Além da dor, a RV vem sendo minuciosamente estudada como um
moderno instrumento de apoio à prática fisioterapêutica, podendo ser aplicada
de múltiplas formas. Recentemente, pesquisadores da Universidade de São Paulo
(USP) concluíram que o uso da realidade virtual provoca níveis leves e
moderados de atividade física em pacientes da UTI. Durante as 100 sessões de
fisioterapia monitoradas na pesquisa, os pacientes internados nas unidades do
Departamento de Emergência do Instituto Central do Hospital das Clínicas
atingiram grau leve de atividade em 59% da duração das sessões, e 38% de nível
moderado de atividade.
Tecnologia que humaniza
“Não estou atendendo bem um paciente pelo que ele tem, mas pelo
que ele é”. A frase do fisioterapeuta Rafael Cavalli explica a importância de
iniciativas inovadoras dentro do SUS. No Hospital Universitário Cajuru, o
tratamento com óculos de realidade virtual permite ouvir, oferecer conforto e
compreender as opiniões dos pacientes.

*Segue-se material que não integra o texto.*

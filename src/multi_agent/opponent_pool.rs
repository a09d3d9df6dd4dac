//! Pool of past primary-policy snapshots used as self-play opponents
//!
//! The pool is a ring buffer of `capacity` slots. Recording writes the slot
//! under the cursor and advances it modulo the capacity; once every slot has
//! been written, new snapshots overwrite the oldest ones.

use anyhow::{bail, Result};
use rand::Rng;
use std::path::PathBuf;

use crate::checkpoint::{SnapshotDir, SnapshotId};
use crate::policy::ParameterStore;

/// Slot index in an [`OpponentPool`]
pub type OpponentSlot = usize;

/// Fixed-capacity ring buffer of opponent snapshots
#[derive(Debug)]
pub struct OpponentPool {
    /// One entry per slot, `Some(path)` once written
    slots: Vec<Option<PathBuf>>,

    /// Next slot to write
    next_slot: OpponentSlot,

    /// Number of slots holding a snapshot, never more than the capacity
    known_count: usize,

    snapshots: SnapshotDir,
}

impl OpponentPool {
    /// Create an empty pool that stores its snapshots under `snapshots`
    ///
    /// # Panics
    ///
    /// Panics if `capacity` is zero.
    pub fn new(capacity: usize, snapshots: SnapshotDir) -> Self {
        assert!(capacity >= 1, "opponent pool capacity must be at least 1");
        Self {
            slots: vec![None; capacity],
            next_slot: 0,
            known_count: 0,
            snapshots,
        }
    }

    /// Maximum number of snapshots kept
    pub fn capacity(&self) -> usize {
        self.slots.len()
    }

    /// Slot the next snapshot will be written to
    pub fn next_slot(&self) -> OpponentSlot {
        self.next_slot
    }

    /// Number of valid snapshots
    pub fn known_count(&self) -> usize {
        self.known_count
    }

    /// Whether no snapshot has been recorded yet
    pub fn is_empty(&self) -> bool {
        self.known_count == 0
    }

    /// Persist `model` into the next slot and advance the cursor
    ///
    /// Returns the slot that was written.
    pub fn record_snapshot<M: ParameterStore + ?Sized>(&mut self, model: &M) -> Result<OpponentSlot> {
        let slot = self.next_slot;
        let path = self.snapshots.save(SnapshotId::Opponent(slot), model)?;

        self.slots[slot] = Some(path);
        self.known_count = self.known_count.max(slot + 1);
        self.next_slot = (slot + 1) % self.capacity();

        tracing::info!(
            "Saved opponent snapshot to slot {} ({} of {} known)",
            slot,
            self.known_count,
            self.capacity()
        );
        Ok(slot)
    }

    /// Pick a valid slot uniformly at random
    ///
    /// An empty pool has nothing to offer; slot 0 is returned and loading it
    /// will fail.
    pub fn sample<R: Rng + ?Sized>(&self, rng: &mut R) -> OpponentSlot {
        if self.is_empty() {
            tracing::warn!("Sampling from an empty opponent pool");
            return 0;
        }
        rng.gen_range(0..self.known_count)
    }

    /// Overwrite `model` with the snapshot in `slot`
    pub fn load_into<M: ParameterStore + ?Sized>(&self, slot: OpponentSlot, model: &mut M) -> Result<()> {
        match self.slots.get(slot) {
            Some(Some(_)) => self.snapshots.load(SnapshotId::Opponent(slot), model),
            Some(None) => bail!("opponent slot {slot} has no snapshot"),
            None => bail!(
                "opponent slot {slot} is out of range for capacity {}",
                self.capacity()
            ),
        }
    }

    /// Sample a slot and load it into `model`
    pub fn sample_into<M, R>(&self, rng: &mut R, model: &mut M) -> Result<OpponentSlot>
    where
        M: ParameterStore + ?Sized,
        R: Rng + ?Sized,
    {
        let slot = self.sample(rng);
        self.load_into(slot, model)?;
        tracing::debug!("Loaded opponent from slot {}", slot);
        Ok(slot)
    }
}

Longe de perder o protagonismo no
processo de reabilitação, os profissionais de saúde passam a atuar como
supervisores de todo processo. “Se fosse eu internado lá, será que eu ia gostar
de receber apenas um tratamento padrão? A realidade virtual vem nesse sentido,
de personalizar e humanizar o atendimento”, relata o fisioterapeuta.

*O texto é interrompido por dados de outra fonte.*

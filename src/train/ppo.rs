//! Proximal Policy Optimization (PPO) algorithm
//!
//! PPO is a policy gradient method that uses a clipped surrogate objective
//! to ensure stable, reliable policy updates.
//!
//! # Algorithm Overview
//!
//! ```text
//! For each update:
//!   1. Collect trajectories using current policy
//!   2. Compute advantages using GAE
//!   3. For n_epochs epochs:
//!      a. Shuffle and split the batch into n_minibatches slices
//!      b. Normalize each slice's advantages
//!      c. Take one gradient step on the clipped objective
//! ```
//!
//! # References
//!
//! - [Proximal Policy Optimization Algorithms](https://arxiv.org/abs/1707.06347)

pub mod config;
#[cfg(feature = "training")]
pub mod loss;
pub mod schedule;
pub mod stats;
pub mod trainer;

pub use config::PPOConfig;
#[cfg(feature = "training")]
pub use loss::{compute_policy_loss, compute_ppo_loss, compute_value_loss, LossCoefficients};
pub use schedule::{frac_remaining, Schedule};
pub use stats::TrainingStats;
pub use trainer::{PPOTrainer, PpoModel};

O objetivo do tratamento de reabilitação é estimular os
movimentos musculares de modo que o paciente crie uma memória motora. É nesse contexto,
então, que entra a realidade virtual. Uma ferramenta inovadora na fisioterapia
e que tem sido utilizada na avaliação e reabilitação de pessoas com distúrbios
do movimento, do equilíbrio postural e da marcha. “Imagine um paciente que
perdeu movimentos de determinadas partes do corpo e precisa se submeter à
fisioterapia. E se esses exercícios pudessem ser facilitados com o uso de
cenários de realidade virtual?”, questiona o fisioterapeuta.
É por essa razão que a realidade virtual já está sendo utilizada
como parte do tratamento para alguns pacientes em reabilitação, como o Lucas
Erichsen, sendo uma maneira mais lúdica de aplicar as atividades. “O Lucas é um
paciente jovem que estava há três meses internado no hospital. Após uma
conversa, descobri que ele gostava de corrida, música eletrônica e aviação. A
partir disso montei um vídeo que se encaixasse naquilo e o resultado foi
surpreendente”, complementa Rafael.
A humanização no tratamento devolve esperança para pacientes e
permite que eles voltem a sonhar. Com um acompanhamento mais próximo e
especializado, é possível reduzir o sofrimento e proporcionar um tratamento
mais digno. “Foi bom receber esse carinho durante a internação no hospital. O
tratamento me ajudou a evoluir e sair da depressão”, revela Lucas.